=== EXERCISE ===
The whole of the data, every line, should come back exactly the same.

[Stored items]

━━━

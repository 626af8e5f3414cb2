/// Streaming content digests.
///
/// Files are fed to the hash accumulator in fixed 64 KiB chunks, so memory
/// use is bounded regardless of file size.
use md5::Md5;
use serde::Deserialize;
use sha2::{Digest, Sha256};
use std::io::{self, Read};

/// Read size for streaming digests.
pub const CHUNK_SIZE: usize = 64 * 1024;

/// Digest algorithm used for the report's content fingerprint.
#[derive(Debug, Clone, Copy, PartialEq, Eq, Default, Deserialize)]
#[serde(rename_all = "lowercase")]
pub enum HashAlgorithm {
    #[default]
    Md5,
    Sha256,
}

impl HashAlgorithm {
    /// Report column header for this algorithm.
    pub fn column_name(self) -> &'static str {
        match self {
            Self::Md5 => "MD5",
            Self::Sha256 => "SHA256",
        }
    }

    /// Hash everything `reader` yields, chunk by chunk.
    pub fn digest_reader<R: Read>(self, reader: R) -> io::Result<String> {
        match self {
            Self::Md5 => stream::<Md5, R>(reader),
            Self::Sha256 => stream::<Sha256, R>(reader),
        }
    }

    /// Hash an in-memory buffer in one pass.
    pub fn digest_bytes(self, data: &[u8]) -> String {
        match self {
            Self::Md5 => to_hex(&Md5::digest(data)),
            Self::Sha256 => to_hex(&Sha256::digest(data)),
        }
    }
}

impl std::str::FromStr for HashAlgorithm {
    type Err = String;

    fn from_str(s: &str) -> Result<Self, Self::Err> {
        match s.to_ascii_lowercase().as_str() {
            "md5" => Ok(Self::Md5),
            "sha256" | "sha-256" => Ok(Self::Sha256),
            other => Err(format!("unsupported hash algorithm: {other}")),
        }
    }
}

fn stream<D: Digest, R: Read>(mut reader: R) -> io::Result<String> {
    let mut hasher = D::new();
    let mut chunk = vec![0u8; CHUNK_SIZE];
    loop {
        match reader.read(&mut chunk) {
            Ok(0) => break,
            Ok(n) => hasher.update(&chunk[..n]),
            Err(e) if e.kind() == io::ErrorKind::Interrupted => continue,
            Err(e) => return Err(e),
        }
    }
    Ok(to_hex(&hasher.finalize()))
}

/// Lowercase hex encoding of a finished digest.
fn to_hex(bytes: &[u8]) -> String {
    bytes.iter().map(|b| format!("{b:02x}")).collect()
}

#[cfg(test)]
mod tests {
    use super::*;
    use proptest::prelude::*;
    use std::io::Cursor;

    #[test]
    fn known_md5_vectors() {
        let md5 = HashAlgorithm::Md5;
        assert_eq!(md5.digest_bytes(b""), "d41d8cd98f00b204e9800998ecf8427e");
        assert_eq!(md5.digest_bytes(b"abc"), "900150983cd24fb0d6963f7d28e17f72");
        assert_eq!(
            md5.digest_reader(Cursor::new(b"0123456789")).unwrap(),
            "781e5e245d69b566979b86e28d23f2c7"
        );
    }

    #[test]
    fn known_sha256_vector() {
        assert_eq!(
            HashAlgorithm::Sha256.digest_reader(Cursor::new(b"abc")).unwrap(),
            "ba7816bf8f01cfea414140de5dae2223b00361a396177a9cb410ff61f20015ad"
        );
    }

    #[test]
    fn digest_length_is_fixed() {
        for (algo, hex_len) in [(HashAlgorithm::Md5, 32), (HashAlgorithm::Sha256, 64)] {
            let big = vec![7u8; CHUNK_SIZE * 3 + 17];
            let digest = algo.digest_reader(Cursor::new(&big)).unwrap();
            assert_eq!(digest.len(), hex_len);
            assert!(digest.bytes().all(|b| b.is_ascii_hexdigit() && !b.is_ascii_uppercase()));
            assert_eq!(algo.digest_bytes(b"x").len(), hex_len);
        }
    }

    #[test]
    fn parses_algorithm_names() {
        assert_eq!("MD5".parse::<HashAlgorithm>().unwrap(), HashAlgorithm::Md5);
        assert_eq!("sha-256".parse::<HashAlgorithm>().unwrap(), HashAlgorithm::Sha256);
        assert!("crc32".parse::<HashAlgorithm>().is_err());
    }

    /// Reader that returns at most `step` bytes per call, to force many
    /// short reads through the chunk loop.
    struct Trickle<'a> {
        data: &'a [u8],
        step: usize,
    }

    impl Read for Trickle<'_> {
        fn read(&mut self, buf: &mut [u8]) -> io::Result<usize> {
            let n = self.step.min(buf.len()).min(self.data.len());
            buf[..n].copy_from_slice(&self.data[..n]);
            self.data = &self.data[n..];
            Ok(n)
        }
    }

    proptest! {
        #![proptest_config(ProptestConfig::with_cases(32))]

        #[test]
        fn chunked_digest_matches_one_pass(
            data in proptest::collection::vec(any::<u8>(), 0..(CHUNK_SIZE * 2 + 100)),
            step in 1usize..(CHUNK_SIZE + 10),
        ) {
            for algo in [HashAlgorithm::Md5, HashAlgorithm::Sha256] {
                let streamed = algo.digest_reader(Trickle { data: &data, step }).unwrap();
                prop_assert_eq!(streamed, algo.digest_bytes(&data));
            }
        }
    }
}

━━━

=== YOUR SOLUTION ===
repository 626af8e5f3414cb2
/// Streaming content digests.
///
/// Files are fed to the hash accumulator in fixed 64 KiB chunks, so memory
/// use is bounded regardless of file size.
use md5::Md5;
use serde::Deserialize;
use sha2::{Digest, Sha256};
use std::io::{self, Read};

/// Read size for streaming digests.
pub const CHUNK_SIZE: usize = 64 * 1024;

/// Digest algorithm used for the report's content fingerprint.
#[derive(Debug, Clone, Copy, PartialEq, Eq, Default, Deserialize)]
#[serde(rename_all = "lowercase")]
pub enum HashAlgorithm {
    #[default]
    Md5,
    Sha256,
}

impl HashAlgorithm {
    /// Report column header for this algorithm.
    pub fn column_name(self) -> &'static str {
        match self {
            Self::Md5 => "MD5",
            Self::Sha256 => "SHA256",
        }
    }

    /// Hash everything `reader` yields, chunk by chunk.
    pub fn digest_reader<R: Read>(self, reader: R) -> io::Result<String> {
        match self {
            Self::Md5 => stream::<Md5, R>(reader),
            Self::Sha256 => stream::<Sha256, R>(reader),
        }
    }

    /// Hash an in-memory buffer in one pass.
    pub fn digest_bytes(self, data: &[u8]) -> String {
        match self {
            Self::Md5 => to_hex(&Md5::digest(data)),
            Self::Sha256 => to_hex(&Sha256::digest(data)),
        }
    }
}

impl std::str::FromStr for HashAlgorithm {
    type Err = String;

    fn from_str(s: &str) -> Result<Self, Self::Err> {
        match s.to_ascii_lowercase().as_str() {
            "md5" => Ok(Self::Md5),
            "sha256" | "sha-256" => Ok(Self::Sha256),
            other => Err(format!("unsupported hash algorithm: {other}")),
        }
    }
}

fn stream<D: Digest, R: Read>(mut reader: R) -> io::Result<String> {
    let mut hasher = D::new();
    let mut chunk = vec![0u8; CHUNK_SIZE];
    loop {
        match reader.read(&mut chunk) {
            Ok(0) => break,
            Ok(n) => hasher.update(&chunk[..n]),
            Err(e) if e.kind() == io::ErrorKind::Interrupted => continue,
            Err(e) => return Err(e),
        }
    }
    Ok(to_hex(&hasher.finalize()))
}

/// Lowercase hex encoding of a finished digest.
fn to_hex(bytes: &[u8]) -> String {
    bytes.iter().map(|b| format!("{b:02x}")).collect()
}

#[cfg(test)]
mod tests {
    use super::*;
    use proptest::prelude::*;
    use std::io::Cursor;

    #[test]
    fn known_md5_vectors() {
        let md5 = HashAlgorithm::Md5;
        assert_eq!(md5.digest_bytes(b""), "d41d8cd98f00b204e9800998ecf8427e");
        assert_eq!(md5.digest_bytes(b"abc"), "900150983cd24fb0d6963f7d28e17f72");
        assert_eq!(
            md5.digest_reader(Cursor::new(b"0123456789")).unwrap(),
            "781e5e245d69b566979b86e28d23f2c7"
        );
    }

    #[test]
    fn known_sha256_vector() {
        assert_eq!(
            HashAlgorithm::Sha256.digest_reader(Cursor::new(b"abc")).unwrap(),
            "ba7816bf8f01cfea414140de5dae2223b00361a396177a9cb410ff61f20015ad"
        );
    }

    #[test]
    fn digest_length_is_fixed() {
        for (algo, hex_len) in [(HashAlgorithm::Md5, 32), (HashAlgorithm::Sha256, 64)] {
            let big = vec![7u8; CHUNK_SIZE * 3 + 17];
            let digest = algo.digest_reader(Cursor::new(&big)).unwrap();
            assert_eq!(digest.len(), hex_len);
            assert!(digest.bytes().all(|b| b.is_ascii_hexdigit() && !b.is_ascii_uppercase()));
            assert_eq!(algo.digest_bytes(b"x").len(), hex_len);
        }
    }

    #[test]
    fn parses_algorithm_names() {
        assert_eq!("MD5".parse::<HashAlgorithm>().unwrap(), HashAlgorithm::Md5);
        assert_eq!("sha-256".parse::<HashAlgorithm>().unwrap(), HashAlgorithm::Sha256);
        assert!("crc32".parse::<HashAlgorithm>().is_err());
    }

    /// Reader that returns at most `step` bytes per call, to force many
    /// short reads through the chunk loop.
    struct Trickle<'a> {
        data: &'a [u8],
        step: usize,
    }

    impl Read for Trickle<'_> {
        fn read(&mut self, buf: &mut [u8]) -> io::Result<usize> {
            let n = self.step.min(buf.len()).min(self.data.len());
            buf[..n].copy_from_slice(&self.data[..n]);
            self.data = &self.data[n..];
            Ok(n)
        }
    }

    proptest! {
        #![proptest_config(ProptestConfig::with_cases(32))]

        #[test]
        fn chunked_digest_matches_one_pass(
            data in proptest::collection::vec(any::<u8>(), 0..(CHUNK_SIZE * 2 + 100)),
            step in 1usize..(CHUNK_SIZE + 10),
        ) {
            for algo in [HashAlgorithm::Md5, HashAlgorithm::Sha256] {
                let streamed = algo.digest_reader(Trickle { data: &data, step }).unwrap();
                prop_assert_eq!(streamed, algo.digest_bytes(&data));
            }
        }
    }
}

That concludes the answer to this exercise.